In a bid to find some guidance about how to cope with the mental strain of the coming winter months, I reached out to the Minnesota Historical Society. My logic was that surely the prairie farmers of the 19th century would have some useful secrets to share to make it through a solitary winter. I wanted to learn: How did they manage to get through the winters when blizzards could cause 10- to 20-foot snowdrifts without totally losing it?

"The short answer to that is that they didn't always," Bill Convery, the director of research with the MNHS, told me in a phone call. He quickly added that even in the coldest snaps, though, the isolation wasn't total — horses could be hooked up to sleds to visit neighbors. Multigenerational families often lived together still, helping one another pass the time and stave off loneliness. Unfortunately, that may not be much help for millennials living alone or even as couples in a time when trips to visit friends could prove deadly.

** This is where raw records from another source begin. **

//! Change events and their application order.
//!
//! The engine emits one [`Event`] per resource that must be created,
//! updated or deleted. Children are flattened next to their parents and
//! linked through `parent_id`, then the whole list is stably sorted by
//! [`EVENT_ORDER`].

use serde::{Deserialize, Serialize};
use serde_json::Value;

use super::resource::ResourceKind;
use super::structural::Change;

/// Type of a change event.
#[derive(Debug, Clone, Copy, PartialEq, Eq, Hash, PartialOrd, Ord, Serialize, Deserialize)]
#[serde(rename_all = "snake_case")]
pub enum EventType {
    /// The resource must be created.
    Create,
    /// The resource must be updated in place.
    Update,
    /// The resource must be deleted.
    Delete,
}

/// One computed change to a gateway resource.
#[derive(Debug, Clone, PartialEq, Serialize, Deserialize)]
pub struct Event {
    /// Kind of the changed resource.
    pub resource_type: ResourceKind,
    /// Operative identifier of the resource.
    pub resource_id: String,
    /// Human name of the resource.
    pub resource_name: String,
    /// Identifier of the resource that nests this one, if any.
    #[serde(default, skip_serializing_if = "Option::is_none")]
    pub parent_id: Option<String>,
    /// Variant-specific payload.
    #[serde(flatten)]
    pub change: EventChange,
}

/// Payload of an event; which values exist depends on the event type.
#[derive(Debug, Clone, PartialEq, Serialize, Deserialize)]
#[serde(tag = "type", rename_all = "snake_case")]
pub enum EventChange {
    /// Creation of a resource.
    Create {
        /// The desired resource.
        new_value: Value,
    },
    /// In-place update of a resource.
    Update {
        /// The observed resource, without nested children.
        old_value: Value,
        /// The desired resource, without nested children.
        new_value: Value,
        /// Structural changes from old to new.
        diff: Vec<Change>,
    },
    /// Deletion of a resource.
    Delete {
        /// The observed resource.
        old_value: Value,
    },
}

/// Application order of events, keyed by `(kind, event type)`.
///
/// Deletes run leaves first so nothing is removed while still referenced,
/// updates follow, and creates run referenced-before-referencing. Global
/// rules, plugin metadata and credentials come last.
pub const EVENT_ORDER: [(ResourceKind, EventType); 33] = [
    (ResourceKind::Route, EventType::Delete),
    (ResourceKind::StreamRoute, EventType::Delete),
    (ResourceKind::Service, EventType::Delete),
    (ResourceKind::Upstream, EventType::Delete),
    (ResourceKind::PluginConfig, EventType::Delete),
    (ResourceKind::Consumer, EventType::Delete),
    (ResourceKind::ConsumerGroup, EventType::Delete),
    (ResourceKind::Ssl, EventType::Delete),
    (ResourceKind::Route, EventType::Update),
    (ResourceKind::StreamRoute, EventType::Update),
    (ResourceKind::Service, EventType::Update),
    (ResourceKind::Upstream, EventType::Update),
    (ResourceKind::PluginConfig, EventType::Update),
    (ResourceKind::ConsumerGroup, EventType::Update),
    (ResourceKind::Consumer, EventType::Update),
    (ResourceKind::Ssl, EventType::Update),
    // SSL may be referenced by upstream mTLS
    (ResourceKind::Ssl, EventType::Create),
    (ResourceKind::Service, EventType::Create),
    (ResourceKind::PluginConfig, EventType::Create),
    (ResourceKind::Route, EventType::Create),
    (ResourceKind::StreamRoute, EventType::Create),
    (ResourceKind::ConsumerGroup, EventType::Create),
    (ResourceKind::Consumer, EventType::Create),
    (ResourceKind::Upstream, EventType::Create),
    (ResourceKind::GlobalRule, EventType::Delete),
    (ResourceKind::GlobalRule, EventType::Create),
    (ResourceKind::GlobalRule, EventType::Update),
    (ResourceKind::PluginMetadata, EventType::Delete),
    (ResourceKind::PluginMetadata, EventType::Create),
    (ResourceKind::PluginMetadata, EventType::Update),
    (ResourceKind::ConsumerCredential, EventType::Delete),
    (ResourceKind::ConsumerCredential, EventType::Create),
    (ResourceKind::ConsumerCredential, EventType::Update),
];

/// Returns the position of `(kind, event_type)` in [`EVENT_ORDER`].
///
/// Pairs missing from the table sort last.
#[must_use]
pub fn rank(kind: ResourceKind, event_type: EventType) -> usize {
    EVENT_ORDER
        .iter()
        .position(|entry| *entry == (kind, event_type))
        .unwrap_or(usize::MAX)
}

/// Stably sorts events into application order.
pub fn sort_events(events: &mut [Event]) {
    events.sort_by_key(|event| rank(event.resource_type, event.event_type()));
}

impl Event {
    /// Returns the type of this event.
    #[must_use]
    pub const fn event_type(&self) -> EventType {
        match self.change {
            EventChange::Create { .. } => EventType::Create,
            EventChange::Update { .. } => EventType::Update,
            EventChange::Delete { .. } => EventType::Delete,
        }
    }

    /// Returns the desired value, if the event carries one.
    #[must_use]
    pub const fn new_value(&self) -> Option<&Value> {
        match &self.change {
            EventChange::Create { new_value } | EventChange::Update { new_value, .. } => {
                Some(new_value)
            }
            EventChange::Delete { .. } => None,
        }
    }

    /// Returns the observed value, if the event carries one.
    #[must_use]
    pub const fn old_value(&self) -> Option<&Value> {
        match &self.change {
            EventChange::Update { old_value, .. } | EventChange::Delete { old_value } => {
                Some(old_value)
            }
            EventChange::Create { .. } => None,
        }
    }

    /// Returns the structural diff of an update, empty otherwise.
    #[must_use]
    pub fn diff(&self) -> &[Change] {
        match &self.change {
            EventChange::Update { diff, .. } => diff,
            _ => &[],
        }
    }
}

impl std::fmt::Display for EventType {
    fn fmt(&self, f: &mut std::fmt::Formatter<'_>) -> std::fmt::Result {
        let s = match self {
            Self::Create => "create",
            Self::Update => "update",
            Self::Delete => "delete",
        };
        write!(f, "{s}")
    }
}

impl std::fmt::Display for Event {
    fn fmt(&self, f: &mut std::fmt::Formatter<'_>) -> std::fmt::Result {
        write!(
            f,
            "{} {}: \"{}\"",
            self.event_type(),
            self.resource_type,
            self.resource_name
        )
    }
}

/// Result of matching one resource before flattening.
///
/// `OnlySubEvents` marks a resource that is itself unchanged while some of
/// its children changed; only the children survive flattening.
#[derive(Debug)]
pub(crate) enum EventNode {
    /// The resource itself changed.
    Resource {
        /// Event for the resource.
        event: Event,
        /// Events of its nested children.
        sub_events: Vec<Event>,
    },
    /// Only nested children changed.
    OnlySubEvents {
        /// Events of its nested children.
        sub_events: Vec<Event>,
    },
}

/// Flattens nodes into one list where children follow their parent.
pub(crate) fn flatten(nodes: Vec<EventNode>) -> Vec<Event> {
    let mut events = Vec::with_capacity(nodes.len());
    for node in nodes {
        match node {
            EventNode::Resource { event, sub_events } => {
                events.push(event);
                events.extend(sub_events);
            }
            EventNode::OnlySubEvents { sub_events } => events.extend(sub_events),
        }
    }
    events
}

It's like New York Magazine writer Sarah Jones said in a recent essay about her grandfather's death from complications of Covid-19. The vast majority of lives lost in the last eight months are from a "sacrificial category of person," as she put it, who have been designated to lay down their lives for the idea of a strong economy and the free market:

"What distinguishes a sacrifice from a regular death? Not ceremony, which is present in all funerals. The difference is intent. Sacrifice is deliberate: Someone makes an offering in return for a boon, such as a good harvest, a healthy baby, power, love. Sometimes the offering is only prayer or a voice raised in worship. Other times, it costs the supplicant a bit more. But the effort is supposed to be worth it. The idea is that if we appease the gods, or the invisible hand of the free market, we'll prosper."

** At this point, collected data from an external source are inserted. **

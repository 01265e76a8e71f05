//! Backend trait definition.
//!
//! A backend is whatever holds the observed gateway configuration: it can
//! dump it, report the values it injects, and apply change events.

use async_trait::async_trait;

use crate::config::{Configuration, DefaultValue};
use crate::error::Result;
use crate::planner::Event;

use super::lock::LockInfo;
use super::types::{SyncOptions, SyncResult};

/// Trait for gateway backends.
#[cfg_attr(test, mockall::automock)]
#[async_trait]
pub trait Backend: Send + Sync {
    /// Dumps the observed configuration.
    async fn dump(&self) -> Result<Configuration>;

    /// Returns the values the gateway injects into stored resources.
    async fn default_value(&self) -> Result<DefaultValue>;

    /// Replaces the default-value table.
    async fn set_default_value(&self, defaults: DefaultValue) -> Result<()>;

    /// Applies events in order.
    ///
    /// Events that fail to apply are reported as failed results rather than
    /// errors; an error means the backend itself could not be used.
    async fn sync(&self, events: &[Event], options: SyncOptions) -> Result<Vec<SyncResult>>;

    /// Acquires the backend lock.
    ///
    /// An empty `holder` is replaced by a generated process identifier.
    async fn lock(&self, holder: &str) -> Result<LockInfo>;

    /// Releases the backend lock if `lock_id` still holds it.
    async fn unlock(&self, lock_id: &str) -> Result<()>;

    /// Gets the backend type name.
    fn backend_type(&self) -> &'static str;
}

#[async_trait]
impl Backend for Box<dyn Backend> {
    async fn dump(&self) -> Result<Configuration> {
        (**self).dump().await
    }

    async fn default_value(&self) -> Result<DefaultValue> {
        (**self).default_value().await
    }

    async fn set_default_value(&self, defaults: DefaultValue) -> Result<()> {
        (**self).set_default_value(defaults).await
    }

    async fn sync(&self, events: &[Event], options: SyncOptions) -> Result<Vec<SyncResult>> {
        (**self).sync(events, options).await
    }

    async fn lock(&self, holder: &str) -> Result<LockInfo> {
        (**self).lock(holder).await
    }

    async fn unlock(&self, lock_id: &str) -> Result<()> {
        (**self).unlock(lock_id).await
    }

    fn backend_type(&self) -> &'static str {
        (**self).backend_type()
    }
}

I'm not exactly hopeful about what the universe will offer in kind for the sacrifices we've laid down before it. Its cold indifference matches what we've seen from our leaders and too many of our peers. It's going to be a long winter, one when the night is dark and full of terrors.

But I will say that my talk with Convery, the researcher with the Minnesota Historical Society, unexpectedly left me feeling a bit better than I had before. The call reminded me that we may be alone in our homes, but we can — and absolutely should — still reach out to and connect with the members of our communities, even if the digital is no substitute for the physical. In the harshest of years, Convery told me, neighbors would still be helping one another because "you can't do farming alone — it only works through the strength of communities."

"Even in a time when maybe your house was isolated, you were still trying to stay connected to, as best as you could, your community," Convery said. "Because that myth of individualism is in many ways a myth. We can't make it out there on our own, without the help of others."